You can read the post on his Innovation Blog.

But I always think, one good idea should beget another. Here’s what I suggest. I will ask friends of mine to send me a short article called, “My Worst Implementation,” in which they briefly describe a failed or completely inadequate implementation that they’ve been associated with personally in some way.

My single worst? Well, there are so many. But it was probably the implementation of SAP that the project manager later described as, “Like going through the gates of hell.” I kid you not. The factory, which made telecommunications equipment and was located in Westminster, Colorado, first bought QAD, which is why I got involved, then dumped QAD and bought SAP. $600 million later, the implementation worked–better than some I’ve been involved with–and the project manager was justly proud of what he’d done. But by that time, the business had completely changed, and I believe that almost all of what they made is now made overseas.

Ooorgh.

Got an oorgh of your own? You don’t need to be my friend. You can just send me an article. Write me and inquire; you can get my e-mail from the web site, but I don’t want to post it in a blog.

A few ground rules, required. Tell the truth. Don’t name names, except the names of application companies. Explain why things went wrong, but recognize that these things are never one person’s or one company’s fault. I haven’t done all that yet, but this is already too long.

Only Thought Required

March 30, 2009

Some 10 years ago, a colleague at the small consulting firm where I worked “brought over” a sample requirements document and selection process from the large consulting firm where he had worked. They were pretty bad then, hopeless now, but the amazing thing is that they’re still being used. You can find copies (authors’ names removed) on the Internet.

You all know what they look like. You use them. If you’re just buying an application or replacing an application or maybe adding an extension, you score up the candidates based on a spreadsheet, giving due weight to the quality of service, the viability of the company, the price, and, of course, a long list of functional requirements. The company with the highest score wins.

Bunk, bunk, bunk, bunk, bunk.

First of all, the process overwhelmingly favors the large companies, like SAP and Oracle, because the companies are more “viable,” and the service organization is nominally bigger.

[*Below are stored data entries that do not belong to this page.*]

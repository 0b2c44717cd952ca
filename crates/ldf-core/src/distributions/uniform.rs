//! Uniform distribution over `[tick_lower, tick_upper)`.

use crate::codec::read_i24;
use crate::constants::Q64;
use crate::distributions::{
    clamp_range, decode_shift_mode, range_amount0_x64, range_amount1_x64, BaseFamily, DensityCurve,
};
use crate::errors::LdfResult;
use crate::math::{is_aligned, max_usable_tick, min_usable_tick, round_tick_down};
use crate::types::{DistributionFamily, FamilyParams, LdfType, ShiftMode};

const SHIFT_MODE_OFFSET: usize = 0;
/// tick_lower (static) or offset from the reference tick (dynamic)
const FIRST_OFFSET: usize = 1;
/// tick_upper (static) or length in tick spacings (dynamic)
const SECOND_OFFSET: usize = 4;

#[derive(Debug, Clone, Copy, PartialEq, Eq)]
pub struct UniformDistribution {
    pub tick_lower: i32,
    pub tick_upper: i32,
    pub tick_spacing: i32,
    pub shift_mode: ShiftMode,
}

impl UniformDistribution {
    pub fn new(tick_lower: i32, tick_upper: i32, tick_spacing: i32, shift_mode: ShiftMode) -> Self {
        Self {
            tick_lower,
            tick_upper,
            tick_spacing,
            shift_mode,
        }
    }

    /// Number of buckets in the range; zero for an empty or inverted range
    pub fn bucket_count(&self) -> u128 {
        if self.tick_upper <= self.tick_lower {
            return 0;
        }
        ((self.tick_upper - self.tick_lower) / self.tick_spacing) as u128
    }

    fn contains(&self, rounded_tick: i32) -> bool {
        rounded_tick >= self.tick_lower && rounded_tick < self.tick_upper
    }
}

impl DensityCurve for UniformDistribution {
    fn tick_spacing(&self) -> i32 {
        self.tick_spacing
    }

    fn liquidity_density_x64(&self, rounded_tick: i32) -> LdfResult<u128> {
        let buckets = self.bucket_count();
        if buckets == 0 || !self.contains(rounded_tick) {
            return Ok(0);
        }
        Ok(Q64 / buckets)
    }

    fn cumulative_amount0_x64(&self, rounded_tick: i32) -> LdfResult<u128> {
        let buckets = self.bucket_count();
        if buckets == 0 {
            return Ok(0);
        }
        Ok(range_amount0_x64(self.tick_lower, self.tick_upper, rounded_tick) / buckets)
    }

    fn cumulative_amount1_x64(&self, rounded_tick: i32) -> LdfResult<u128> {
        let buckets = self.bucket_count();
        if buckets == 0 {
            return Ok(0);
        }
        Ok(range_amount1_x64(
            self.tick_lower,
            self.tick_upper,
            rounded_tick,
            self.tick_spacing,
        ) / buckets)
    }
}

impl BaseFamily for UniformDistribution {
    const FAMILY: DistributionFamily = DistributionFamily::Uniform;

    fn decode(reference_tick: i32, tick_spacing: i32, params: &FamilyParams) -> Self {
        let shift_mode = decode_shift_mode(params);
        let first = read_i24(params, FIRST_OFFSET);
        let second = read_i24(params, SECOND_OFFSET);

        if !shift_mode.is_dynamic() {
            return Self::new(first, second, tick_spacing, shift_mode);
        }

        let lower = round_tick_down(reference_tick.saturating_add(first), tick_spacing);
        let span = second as i64 * tick_spacing as i64;
        let (tick_lower, tick_upper) = clamp_range(lower, span, tick_spacing);
        Self::new(tick_lower, tick_upper, tick_spacing, shift_mode)
    }

    fn is_valid_params(
        tick_spacing: i32,
        twap_lookback_seconds: u32,
        params: &FamilyParams,
        ldf_type: LdfType,
    ) -> bool {
        let Some(shift_mode) = ShiftMode::from_byte(params[SHIFT_MODE_OFFSET]) else {
            return false;
        };
        let min_tick = min_usable_tick(tick_spacing);
        let max_tick = max_usable_tick(tick_spacing);
        let first = read_i24(params, FIRST_OFFSET);
        let second = read_i24(params, SECOND_OFFSET);

        if shift_mode.is_dynamic() {
            let span = second as i64 * tick_spacing as i64;
            ldf_type == LdfType::DynamicAndStateful
                && twap_lookback_seconds != 0
                && is_aligned(first, tick_spacing)
                && second > 0
                && span <= (max_tick - min_tick) as i64
        } else {
            is_aligned(first, tick_spacing)
                && is_aligned(second, tick_spacing)
                && first < second
                && first >= min_tick
                && second <= max_tick
        }
    }

    fn shift_mode(&self) -> ShiftMode {
        self.shift_mode
    }

    fn anchor_tick(&self) -> i32 {
        self.tick_lower
    }

    fn with_anchor(&self, anchor_tick: i32) -> Self {
        let span = (self.tick_upper - self.tick_lower) as i64;
        let (tick_lower, tick_upper) = clamp_range(anchor_tick, span, self.tick_spacing);
        Self::new(tick_lower, tick_upper, self.tick_spacing, self.shift_mode)
    }
}
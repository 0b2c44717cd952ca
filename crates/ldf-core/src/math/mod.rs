//! # Mathematical Functions
//!
//! X64 fixed-point helpers and tick math used by the base distributions.

pub mod fixed_point;
pub mod tick_math;

pub use fixed_point::*;
pub use tick_math::*;
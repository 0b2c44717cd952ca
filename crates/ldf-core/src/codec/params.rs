//! Params word layout (big-endian, byte 0 first):
//!
//! | bytes  | field                          |
//! |--------|--------------------------------|
//! | 0      | family tag                     |
//! | 1..4   | TWAP lookback seconds (u24)    |
//! | 4..32  | family params (28 bytes)       |

use serde::{Deserialize, Serialize};

use crate::codec::{read_u24, write_u24};
use crate::constants::{FAMILY_PARAMS_SIZE, MAX_TWAP_LOOKBACK_SECONDS, WORD_SIZE};
use crate::types::{DistributionFamily, FamilyParams, ParamsWord};

const FAMILY_OFFSET: usize = 0;
const LOOKBACK_OFFSET: usize = 1;
const FAMILY_PARAMS_OFFSET: usize = 4;

/// Decoded distribution configuration
#[derive(Debug, Clone, Copy, PartialEq, Eq, Serialize, Deserialize)]
pub struct DistributionParams {
    pub family: DistributionFamily,
    /// 0 means the supplied reference tick is used as-is
    pub twap_lookback_seconds: u32,
    pub family_params: FamilyParams,
}

impl DistributionParams {
    pub fn new(
        family: DistributionFamily,
        twap_lookback_seconds: u32,
        family_params: FamilyParams,
    ) -> Self {
        Self {
            family,
            twap_lookback_seconds,
            family_params,
        }
    }

    pub fn encode(&self) -> ParamsWord {
        encode_params(self)
    }
}

pub fn decode_params(word: &ParamsWord) -> DistributionParams {
    let bytes = &word.0;
    let mut family_params = [0u8; FAMILY_PARAMS_SIZE];
    family_params.copy_from_slice(&bytes[FAMILY_PARAMS_OFFSET..WORD_SIZE]);
    DistributionParams {
        family: DistributionFamily::from_tag(bytes[FAMILY_OFFSET]),
        twap_lookback_seconds: read_u24(bytes, LOOKBACK_OFFSET),
        family_params,
    }
}

/// Lookbacks wider than 24 bits are truncated; validation rejects them first
pub fn encode_params(params: &DistributionParams) -> ParamsWord {
    let mut bytes = [0u8; WORD_SIZE];
    bytes[FAMILY_OFFSET] = params.family.tag();
    write_u24(
        &mut bytes,
        LOOKBACK_OFFSET,
        params.twap_lookback_seconds & MAX_TWAP_LOOKBACK_SECONDS,
    );
    bytes[FAMILY_PARAMS_OFFSET..WORD_SIZE].copy_from_slice(&params.family_params);
    ParamsWord(bytes)
}
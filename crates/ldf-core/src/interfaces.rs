//! # Collaborator Interfaces
//!
//! The engine never owns pool state. Spot ticks, stored distribution state,
//! TWAP observations, oracle capacity and pool ownership are read through
//! these traits so the host (or a test mock) decides where they live.

use serde::{Deserialize, Serialize};

use crate::errors::LdfResult;
use crate::types::{PoolId, Principal, StateWord};

/// Pool-level settings the engine needs when validating updates
#[derive(Debug, Clone, Copy, PartialEq, Eq, Default, Serialize, Deserialize)]
pub struct PoolConfig {
    /// TWAP window configured for the pool; 0 disables it
    pub twap_lookback_seconds: u32,
    /// Minimum seconds between oracle observations
    pub oracle_min_interval: u32,
}

/// The AMM engine hosting the pools
pub trait PoolEngine {
    fn spot_tick(&self, pool: &PoolId) -> i32;

    /// Distribution state word last committed by the pool
    fn ldf_state(&self, pool: &PoolId) -> StateWord;

    fn pool_config(&self, pool: &PoolId) -> PoolConfig;

    /// Time-weighted average tick over the trailing window
    fn twap_tick(&self, pool: &PoolId, lookback_seconds: u32) -> LdfResult<i32>;

    /// Observations the pool's oracle can currently hold
    fn oracle_capacity(&self, pool: &PoolId) -> u32;

    fn request_oracle_capacity(&mut self, pool: &PoolId, capacity: u32);
}

/// Resolves the current owner of a pool
pub trait OwnerRegistry {
    fn owner_of(&self, pool: &PoolId) -> Option<Principal>;
}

But it isn’t that that kills me. It’s the functionality requirements. You see–and this has been true for 20 years now–most of the functionality requirements don’t matter. The only things that matter are what you might call, “Derailers,” that is, bits of functionality without which your operations are derailed.

Let me give you a couple of examples. Years ago, Avon wanted to buy SSA and did. Avon, as you probably know, sends out a circular with a list of items and prices some 15 times a year. With every circular, the price changes. So unless you could vary the prices depending on which circular you ordered from, you had nothing. SSA couldn’t, and that’s what Avon bought. They put some astronomical amount of money into “customizing” the application, but it didn’t work. The project was derailed.

With any application purchase, those derailers are what matter. Sometimes there are 5; sometimes there are 10. But unless the app you’re buying can do all of them correctly, don’t even bother to buy them.

Unfortunately, the standard way of buying apps masks this simple fact completely. Most of the time, the requirements are long, but nowhere near detailed enough. So by the time a weary group is asking a vendor to demo what matters, they rarely get down to whether the functionality actually works the way it must. At Avon, for instance, all they asked about was “price lists;” they never asked whether the price lists could be attached to a circular.

Worse, even if you figure out that the derailer doesn’t work, the weighting methods that are always used can sometimes lead you to ignore the problem. The fact that the vendor does do 6 of 7 things or 25 of 26 things or 131 of 135 things makes you ignore the fact that IT DOESN’T DO WHAT MATTERS.

What is required instead of requirements documents? Thought. All you have to do is figure out what the derailers are. Then gauge the competitors only on that.